* **PROBLEM REQUIREMENTS**: Beginning with the first entry, print all the records exactly.

Data items
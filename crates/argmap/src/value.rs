//! Scalar value model shared by coercion, accumulation, and export.

use serde::{Serialize, Serializer};

/// A parsed argument value.
///
/// Flags and positionals carry one of four scalar kinds. Arrays and nested
/// objects only appear in the exported mapping, never inside the pipeline.
/// Numbers are `f64`; a whole-valued finite number exports as a JSON integer.
#[derive(Debug, Clone, PartialEq)]
pub enum Value {
    Null,
    Bool(bool),
    Number(f64),
    Str(String),
}

impl Value {
    pub fn is_null(&self) -> bool {
        matches!(self, Value::Null)
    }

    /// Render the value the way it would appear as a raw token.
    ///
    /// Whole-valued numbers drop the fractional point (`3.0` renders as `"3"`).
    pub fn to_token(&self) -> String {
        match self {
            Value::Null => "null".to_string(),
            Value::Bool(b) => b.to_string(),
            Value::Number(n) => match as_integer(*n) {
                Some(i) => i.to_string(),
                None => n.to_string(),
            },
            Value::Str(s) => s.clone(),
        }
    }
}

impl Serialize for Value {
    fn serialize<S: Serializer>(&self, serializer: S) -> Result<S::Ok, S::Error> {
        match self {
            Value::Null => serializer.serialize_unit(),
            Value::Bool(b) => serializer.serialize_bool(*b),
            Value::Number(n) => match as_integer(*n) {
                Some(i) => serializer.serialize_i64(i),
                None => serializer.serialize_f64(*n),
            },
            Value::Str(s) => serializer.serialize_str(s),
        }
    }
}

impl From<bool> for Value {
    fn from(value: bool) -> Self {
        Value::Bool(value)
    }
}

impl From<i32> for Value {
    fn from(value: i32) -> Self {
        Value::Number(value.into())
    }
}

impl From<i64> for Value {
    fn from(value: i64) -> Self {
        Value::Number(value as f64)
    }
}

impl From<f64> for Value {
    fn from(value: f64) -> Self {
        Value::Number(value)
    }
}

impl From<&str> for Value {
    fn from(value: &str) -> Self {
        Value::Str(value.to_string())
    }
}

impl From<String> for Value {
    fn from(value: String) -> Self {
        Value::Str(value)
    }
}

impl From<&Value> for serde_json::Value {
    fn from(value: &Value) -> Self {
        match value {
            Value::Null => serde_json::Value::Null,
            Value::Bool(b) => serde_json::Value::Bool(*b),
            Value::Number(n) => match as_integer(*n) {
                Some(i) => serde_json::Value::from(i),
                None => serde_json::Number::from_f64(*n)
                    .map(serde_json::Value::Number)
                    .unwrap_or(serde_json::Value::Null),
            },
            Value::Str(s) => serde_json::Value::String(s.clone()),
        }
    }
}

impl From<Value> for serde_json::Value {
    fn from(value: Value) -> Self {
        serde_json::Value::from(&value)
    }
}

/// Parse a token that is a number in its entirety (`"3"`, `"+5"`, `"1e3"`,
/// `"-2.5"`). Empty, partial-numeric, and non-finite input stays a string.
pub(crate) fn parse_number(token: &str) -> Option<f64> {
    let token = token.trim();
    if token.is_empty() {
        return None;
    }
    token.parse::<f64>().ok().filter(|n| n.is_finite())
}

fn as_integer(n: f64) -> Option<i64> {
    // 2^53 bounds the exactly-representable integers.
    if n.is_finite() && n.fract() == 0.0 && n.abs() <= 9_007_199_254_740_992.0 {
        Some(n as i64)
    } else {
        None
    }
}

#[cfg(test)]
mod tests {
    use super::*;

    #[test]
    fn whole_tokens_parse_as_numbers() {
        assert_eq!(parse_number("3"), Some(3.0));
        assert_eq!(parse_number("-2.5"), Some(-2.5));
        assert_eq!(parse_number("+5"), Some(5.0));
        assert_eq!(parse_number("1e3"), Some(1000.0));
        assert_eq!(parse_number(" 42 "), Some(42.0));
    }

    #[test]
    fn partial_and_non_finite_tokens_stay_strings() {
        assert_eq!(parse_number(""), None);
        assert_eq!(parse_number("123abc"), None);
        assert_eq!(parse_number("inf"), None);
        assert_eq!(parse_number("NaN"), None);
        assert_eq!(parse_number("1e999"), None);
    }

    #[test]
    fn tokens_render_without_trailing_point() {
        assert_eq!(Value::Number(3.0).to_token(), "3");
        assert_eq!(Value::Number(3.5).to_token(), "3.5");
        assert_eq!(Value::Bool(true).to_token(), "true");
        assert_eq!(Value::Str("abc".to_string()).to_token(), "abc");
    }

    #[test]
    fn whole_numbers_export_as_json_integers() {
        assert_eq!(serde_json::Value::from(Value::Number(3.0)), serde_json::json!(3));
        assert_eq!(serde_json::Value::from(Value::Number(0.5)), serde_json::json!(0.5));
        assert_eq!(serde_json::Value::from(Value::Null), serde_json::Value::Null);
    }
}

* **EXERCISE RESPONSE**:
filename crates/argmap/src/value.rs
//! Scalar value model shared by coercion, accumulation, and export.

use serde::{Serialize, Serializer};

/// A parsed argument value.
///
/// Flags and positionals carry one of four scalar kinds. Arrays and nested
/// objects only appear in the exported mapping, never inside the pipeline.
/// Numbers are `f64`; a whole-valued finite number exports as a JSON integer.
#[derive(Debug, Clone, PartialEq)]
pub enum Value {
    Null,
    Bool(bool),
    Number(f64),
    Str(String),
}

impl Value {
    pub fn is_null(&self) -> bool {
        matches!(self, Value::Null)
    }

    /// Render the value the way it would appear as a raw token.
    ///
    /// Whole-valued numbers drop the fractional point (`3.0` renders as `"3"`).
    pub fn to_token(&self) -> String {
        match self {
            Value::Null => "null".to_string(),
            Value::Bool(b) => b.to_string(),
            Value::Number(n) => match as_integer(*n) {
                Some(i) => i.to_string(),
                None => n.to_string(),
            },
            Value::Str(s) => s.clone(),
        }
    }
}

impl Serialize for Value {
    fn serialize<S: Serializer>(&self, serializer: S) -> Result<S::Ok, S::Error> {
        match self {
            Value::Null => serializer.serialize_unit(),
            Value::Bool(b) => serializer.serialize_bool(*b),
            Value::Number(n) => match as_integer(*n) {
                Some(i) => serializer.serialize_i64(i),
                None => serializer.serialize_f64(*n),
            },
            Value::Str(s) => serializer.serialize_str(s),
        }
    }
}

impl From<bool> for Value {
    fn from(value: bool) -> Self {
        Value::Bool(value)
    }
}

impl From<i32> for Value {
    fn from(value: i32) -> Self {
        Value::Number(value.into())
    }
}

impl From<i64> for Value {
    fn from(value: i64) -> Self {
        Value::Number(value as f64)
    }
}

impl From<f64> for Value {
    fn from(value: f64) -> Self {
        Value::Number(value)
    }
}

impl From<&str> for Value {
    fn from(value: &str) -> Self {
        Value::Str(value.to_string())
    }
}

impl From<String> for Value {
    fn from(value: String) -> Self {
        Value::Str(value)
    }
}

impl From<&Value> for serde_json::Value {
    fn from(value: &Value) -> Self {
        match value {
            Value::Null => serde_json::Value::Null,
            Value::Bool(b) => serde_json::Value::Bool(*b),
            Value::Number(n) => match as_integer(*n) {
                Some(i) => serde_json::Value::from(i),
                None => serde_json::Number::from_f64(*n)
                    .map(serde_json::Value::Number)
                    .unwrap_or(serde_json::Value::Null),
            },
            Value::Str(s) => serde_json::Value::String(s.clone()),
        }
    }
}

impl From<Value> for serde_json::Value {
    fn from(value: Value) -> Self {
        serde_json::Value::from(&value)
    }
}

/// Parse a token that is a number in its entirety (`"3"`, `"+5"`, `"1e3"`,
/// `"-2.5"`). Empty, partial-numeric, and non-finite input stays a string.
pub(crate) fn parse_number(token: &str) -> Option<f64> {
    let token = token.trim();
    if token.is_empty() {
        return None;
    }
    token.parse::<f64>().ok().filter(|n| n.is_finite())
}

fn as_integer(n: f64) -> Option<i64> {
    // 2^53 bounds the exactly-representable integers.
    if n.is_finite() && n.fract() == 0.0 && n.abs() <= 9_007_199_254_740_992.0 {
        Some(n as i64)
    } else {
        None
    }
}

#[cfg(test)]
mod tests {
    use super::*;

    #[test]
    fn whole_tokens_parse_as_numbers() {
        assert_eq!(parse_number("3"), Some(3.0));
        assert_eq!(parse_number("-2.5"), Some(-2.5));
        assert_eq!(parse_number("+5"), Some(5.0));
        assert_eq!(parse_number("1e3"), Some(1000.0));
        assert_eq!(parse_number(" 42 "), Some(42.0));
    }

    #[test]
    fn partial_and_non_finite_tokens_stay_strings() {
        assert_eq!(parse_number(""), None);
        assert_eq!(parse_number("123abc"), None);
        assert_eq!(parse_number("inf"), None);
        assert_eq!(parse_number("NaN"), None);
        assert_eq!(parse_number("1e999"), None);
    }

    #[test]
    fn tokens_render_without_trailing_point() {
        assert_eq!(Value::Number(3.0).to_token(), "3");
        assert_eq!(Value::Number(3.5).to_token(), "3.5");
        assert_eq!(Value::Bool(true).to_token(), "true");
        assert_eq!(Value::Str("abc".to_string()).to_token(), "abc");
    }

    #[test]
    fn whole_numbers_export_as_json_integers() {
        assert_eq!(serde_json::Value::from(Value::Number(3.0)), serde_json::json!(3));
        assert_eq!(serde_json::Value::from(Value::Number(0.5)), serde_json::json!(0.5));
        assert_eq!(serde_json::Value::from(Value::Null), serde_json::Value::Null);
    }
}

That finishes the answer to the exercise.